A Python package to compress text embeddings using various dimensionality reduction and quantization techniques, and evaluate their quality with a comprehensive intrinsic framework including the EOSk metric.
Project description
TextEmbedCompress
TextEmbedCompress is a Python toolkit designed for compressing text embeddings and rigorously evaluating their quality using a comprehensive suite of intrinsic, task-agnostic metrics. It features several dimensionality reduction techniques, int8 quantization, and a novel spectral fidelity measure, $EOS_k$, to assess the preservation of semantic structure beyond dominant variance components.
This framework allows researchers and practitioners to make informed decisions about embedding compression strategies, balancing computational efficiency with the preservation of meaningful information.
Key Features
- Embedding Model Support:
- Easily load and use models from the Sentence Transformers library.
- Support for static word embedding models like GloVe, Word2Vec, and FastText (sentence embeddings derived via averaging).
- Compression Techniques:
- Dimensionality Reduction (DR):
- Principal Component Analysis (PCA)
- Independent Component Analysis (ICA)
- Gaussian Random Projections (RP)
- Factor Analysis (FA)
- Uniform Manifold Approximation and Projection (UMAP)
- Pairwise Controlled Manifold Approximation (PaCMAP)
- Quantization:
- Symmetric int8 per-tensor quantization.
- Dimensionality Reduction (DR):
- Comprehensive Intrinsic Evaluation Framework:
- Local Neighborhood Fidelity:
- Trustworthiness ($T_k$)
- Continuity ($C_k$)
- Mean Relative Rank Error ($MRRE_k$)
- Neighborhood Precision at k ($NP_k$)
- Local Average Procrustes Measure (LPro)

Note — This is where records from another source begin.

use ratatui::{
    layout::Rect,
    text::{Line, Span},
    widgets::{Block, Borders, Paragraph, Wrap},
    Frame,
};

use feedreader_core::utils::age_display;

use crate::app::{App, Page, SignUpFocus};
use crate::ui::styles;

pub fn render(frame: &mut Frame, app: &App, area: Rect) {
    let lines = match app.session.credential() {
        Some(_) => account_lines(app),
        None => form_lines(app),
    };

    let block = Block::default()
        .title(format!(" {} ", Page::SignUp.title(app.is_authenticated())))
        .title_style(styles::muted_style())
        .borders(Borders::ALL)
        .border_style(styles::border_style(true));

    let paragraph = Paragraph::new(lines).block(block).wrap(Wrap { trim: false });
    frame.render_widget(paragraph, area);
}

fn form_lines(app: &App) -> Vec<Line<'static>> {
    let mut lines = vec![
        Line::from(""),
        Line::from(Span::styled(
            "  Create an account to get an API key and unlock Discover.",
            styles::muted_style(),
        )),
        Line::from(""),
    ];

    // Username field
    let username_focused = app.signup_focus == SignUpFocus::Username;
    let has_error = app.session.last_error().is_some() || app.signup_hint.is_some();
    let username_display = format!("{:<24}", app.signup_username);
    let cursor = if username_focused { "▌" } else { "" };
    lines.push(Line::from(vec![
        Span::raw("  "),
        Span::styled("Username: [", styles::muted_style()),
        Span::styled(
            format!("{}{}", username_display, cursor),
            styles::input_style(username_focused, has_error),
        ),
        Span::styled("]", styles::muted_style()),
    ]));

    // Submit button
    let button_focused = app.signup_focus == SignUpFocus::Button;
    let button_style = if button_focused {
        styles::selected_style()
    } else {
        styles::list_item_style()
    };
    let label = if app.session.is_acquiring() {
        " Creating... "
    } else if button_focused {
        " ▶ Sign Up ◀ "
    } else {
        "   Sign Up   "
    };
    lines.push(Line::from(""));
    lines.push(Line::from(vec![
        Span::raw("            ["),
        Span::styled(label, button_style),
        Span::raw("]"),
    ]));

    // Error message
    let error = app.signup_hint.as_deref().or(app.session.last_error());
    if let Some(error) = error {
        lines.push(Line::from(""));
        lines.push(Line::from(Span::styled(
            format!("  {}", error),
            styles::error_style(),
        )));
    }

    lines.push(Line::from(""));
    lines.push(Line::from(vec![
        Span::styled("  ", styles::muted_style()),
        Span::styled("Tab", styles::help_key_style()),
        Span::styled(" switch field  ", styles::muted_style()),
        Span::styled("Enter", styles::help_key_style()),
        Span::styled(" submit  ", styles::muted_style()),
        Span::styled("Esc", styles::help_key_style()),
        Span::styled(" back to Home", styles::muted_style()),
    ]));

    lines
}

fn account_lines(app: &App) -> Vec<Line<'static>> {
    let session = app.session.session();
    let key = session
        .credential()
        .map(|c| c.expose().to_string())
        .unwrap_or_default();

    let mut lines = vec![
        Line::from(""),
        Line::from(Span::styled("  You're signed up!", styles::success_style())),
        Line::from(""),
        Line::from(Span::styled("  Your API key:", styles::muted_style())),
        Line::from(Span::styled(format!("  {}", key), styles::highlight_style())),
        Line::from(""),
        Line::from(Span::styled(
            "  Copy it now. It is not stored and cannot be shown again after you log out.",
            styles::muted_style(),
        )),
    ];

    if session.acquired_at().is_some() {
        lines.push(Line::from(Span::styled(
            format!("  Created {}", age_display(session.time_since_acquired())),
            styles::muted_style(),
        )));
    }

    lines.push(Line::from(""));
    lines.push(Line::from(vec![
        Span::raw("            ["),
        Span::styled(" ▶ Log out ◀ ", styles::selected_style()),
        Span::raw("]"),
        Span::styled("  Enter or ", styles::muted_style()),
        Span::styled("[l]", styles::help_key_style()),
    ]));

    lines
}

- Global Geometry Fidelity:
- Kruskal's Stress (KS)
- Spearman Distance Correlation (SDC)
- Pearson Distance Correlation (PDC)
- Global Procrustes Measure (GPro)
- Spectral Retention / Information Fidelity:
- Explained Variance Ratio (EVR)
- Pairwise Inner-Product (PIP) Loss
- Eigenspace Overlap Score (EOS)
- Novel $EOS_k$ (Residual Eigenspace Overlap Score): Our proposed metric to evaluate semantic preservation after removing top-k principal components, offering a more nuanced view of information retention.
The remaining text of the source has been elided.